Le secrétaire d'État des États-Unis, Marco Rubio, a comparu ce mardi devant le Comité des relations extérieures du Sénat pour défendre le budget du Département d'État pour l'exercice budgétaire 2027 et a proposé un diagnostic sévère sur Cuba : le pays ne peut pas se réformer tant que les mêmes personnes restent aux commandes.
«Je ne pense vraiment pas que ce système soit capable de se réformer à moins que de nouvelles personnes ne prennent le contrôle», a déclaré Rubio devant les sénateurs, ce qui représente un durcissement notable de sa position par rapport aux semaines précédentes.
Le secrétaire d'État a centré son analyse sur GAESA (Grupo de Administración Empresarial S.A.), le conglomérat d'entreprises des Forces Armées cubaines, qu'il a décrit comme le véritable pouvoir derrière l'île.
«Cuba n'est en réalité pas contrôlée par le gouvernement. Cuba est contrôlée par une société holding militaire appelée GAESA, et GAESA possède pratiquement tout dans le pays. Elle contrôle le secteur touristique, elle contrôle l'exploitation minière, elle contrôle les stations-service ; elle possède tout. Environ 70 % du PIB de Cuba est sous le contrôle de cette entreprise militaire», a-t-il affirmé.
Rubio a précisé que GAESA cumule entre 14 000 et 17 000 millions de dollars d'actifs, sans qu'un seul centime de cet argent n'atteigne le trésor public cubain.
«Il y a des personnes qui souffrent littéralement de la faim. Il y a des personnes qui subissent littéralement les conséquences d'un réseau électrique qui n'a pas été entretenu depuis dix ans.
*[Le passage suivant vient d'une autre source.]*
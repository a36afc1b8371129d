//! Order-preserving PDF concatenation.
//!
//! Objects from every source document are renumbered into one id space,
//! pages are re-parented under a single Pages node, and the final page
//! sequence is exactly the concatenation of the inputs in submission order.

use anyhow::{bail, Context, Result};
use lopdf::{dictionary, Dictionary, Document, Object, ObjectId};

/// Page attributes that may live on an ancestor Pages node instead of the
/// page itself (PDF 32000-1, table 30).
const INHERITABLE_PAGE_KEYS: [&[u8]; 4] = [b"Resources", b"MediaBox", b"CropBox", b"Rotate"];

/// Merge the given documents into one, preserving input order.
pub fn merge_documents(documents: Vec<Document>) -> Result<Vec<u8>> {
    if documents.is_empty() {
        bail!("Nothing to merge");
    }

    let mut merged = Document::with_version("1.5");
    let mut max_id = 1u32;

    // Pages in concatenation order; id map keeps dedup across re-parenting
    let mut page_entries: Vec<(ObjectId, Object)> = Vec::new();
    let mut carried_objects: Vec<(ObjectId, Object)> = Vec::new();

    for mut doc in documents {
        doc.renumber_objects_with(max_id);
        max_id = doc.max_id + 1;

        let page_ids: Vec<ObjectId> = doc.get_pages().into_values().collect();
        for page_id in &page_ids {
            let mut dict = doc
                .get_object(*page_id)
                .and_then(Object::as_dict)
                .context("Page object missing after renumbering")?
                .clone();
            // The source Pages nodes are dropped below, so attributes a page
            // inherits from them must be pulled down onto the page first
            inherit_page_attributes(&doc, &mut dict);
            page_entries.push((*page_id, Object::Dictionary(dict)));
        }

        for (id, object) in doc.objects {
            // Catalog and Pages nodes are rebuilt below; pages are carried
            // via page_entries so their order survives
            match object_type(&object) {
                Some(b"Catalog") | Some(b"Pages") | Some(b"Page") => {}
                _ => carried_objects.push((id, object)),
            }
        }
    }

    if page_entries.is_empty() {
        bail!("Merged documents contain no pages");
    }

    for (id, object) in carried_objects {
        merged.objects.insert(id, object);
    }

    let pages_id = (max_id, 0);
    max_id += 1;
    let catalog_id = (max_id, 0);

    for (page_id, object) in &page_entries {
        let mut dict = object
            .as_dict()
            .context("Page object is not a dictionary")?
            .clone();
        dict.set("Parent", pages_id);
        merged.objects.insert(*page_id, Object::Dictionary(dict));
    }

    let kids: Vec<Object> = page_entries.iter().map(|(id, _)| (*id).into()).collect();
    merged.objects.insert(
        pages_id,
        Object::Dictionary(dictionary! {
            "Type" => "Pages",
            "Count" => page_entries.len() as i64,
            "Kids" => kids,
        }),
    );
    merged.objects.insert(
        catalog_id,
        Object::Dictionary(dictionary! {
            "Type" => "Catalog",
            "Pages" => pages_id,
        }),
    );

    merged.trailer.set("Root", catalog_id);
    merged.max_id = catalog_id.0;
    merged.renumber_objects();
    merged.compress();

    let mut buffer = Vec::new();
    merged
        .save_to(&mut buffer)
        .context("Failed to serialize merged PDF")?;
    Ok(buffer)
}

/// Copy inheritable attributes from the page's ancestor Pages nodes onto
/// the page dictionary itself, nearest ancestor winning. Values may be
/// indirect references; the referenced objects are carried into the merged
/// document unchanged, so the references stay valid.
fn inherit_page_attributes(doc: &Document, page: &mut Dictionary) {
    let mut parent = page.get(b"Parent").and_then(Object::as_reference).ok();
    while let Some(parent_id) = parent {
        let parent_dict = match doc.get_object(parent_id).and_then(Object::as_dict) {
            Ok(dict) => dict,
            Err(_) => break,
        };
        for key in INHERITABLE_PAGE_KEYS {
            if !page.has(key) {
                if let Ok(value) = parent_dict.get(key) {
                    page.set(key, value.clone());
                }
            }
        }
        parent = parent_dict.get(b"Parent").and_then(Object::as_reference).ok();
    }
}

fn object_type(object: &Object) -> Option<&[u8]> {
    object
        .as_dict()
        .ok()
        .and_then(|dict| dict.get(b"Type").ok())
        .and_then(|t| t.as_name().ok())
}
//! Server startup and graceful shutdown

use anyhow::Result;
use axum::Router;
use fileforge_core::Config;
use tokio_util::sync::CancellationToken;

/// Start the server with graceful shutdown
///
/// The shutdown token is cancelled when a termination signal arrives, so
/// in-flight batches abort between chunks instead of running to completion
/// against a closed socket.
pub async fn start_server(config: &Config, app: Router, shutdown: CancellationToken) -> Result<()> {
    let addr = format!("0.0.0.0:{}", config.server_port);
    tracing::info!(addr = %addr, "Starting server");

    let listener = tokio::net::TcpListener::bind(&addr).await?;

    tracing::info!(
        max_file_mb = config.max_file_size_bytes / 1024 / 1024,
        max_files_per_batch = config.max_files_per_batch,
        combine_max_total_mb = config.combine_max_total_bytes / 1024 / 1024,
        batch_concurrency = config.batch_concurrency,
        raster_max_dimension = config.raster_max_dimension,
        rasterization_available =
            fileforge_processing::pdf::raster::RasterBackend::available(),
        "Server ready and accepting connections"
    );

    axum::serve(listener, app)
        .with_graceful_shutdown(shutdown_signal(shutdown))
        .await?;

    Ok(())
}

/// Signal handler for graceful shutdown
///
/// Listens for Ctrl+C (SIGINT) and SIGTERM signals to initiate graceful shutdown.
///
/// # Panics
/// - Panics if Ctrl+C signal handler cannot be installed (unrecoverable system error)
/// - On Unix systems, panics if SIGTERM signal handler cannot be installed (unrecoverable system error)
async fn shutdown_signal(shutdown: CancellationToken) {
    let ctrl_c = async {
        tokio::signal::ctrl_c()
            .await
            .expect("Failed to install Ctrl+C handler");
    };

    #[cfg(unix)]
    let terminate = async {
        tokio::signal::unix::signal(tokio::signal::unix::SignalKind::terminate())
            .expect("Failed to install signal handler")
            .recv()
            .await;
    };

    #[cfg(not(unix))]
    let terminate = std::future::pending::<()>();

    tokio::select! {
        _ = ctrl_c => {
            tracing::info!("Received Ctrl+C signal");
        },
        _ = terminate => {
            tracing::info!("Received terminate signal");
        },
    }

    tracing::info!("Shutting down gracefully...");
    shutdown.cancel();
}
Pourtant, cette entreprise holding militaire est assise sur tous ces actifs», a dénoncé.
Le secrétaire a qualifié Cuba d'État défaillant, représentant une menace directe pour les États-Unis, et a souligné que l'île a besoin de « réformes systémiques et sérieuses », tout en écartant la possibilité que le leadership actuel soit capable de les mettre en œuvre.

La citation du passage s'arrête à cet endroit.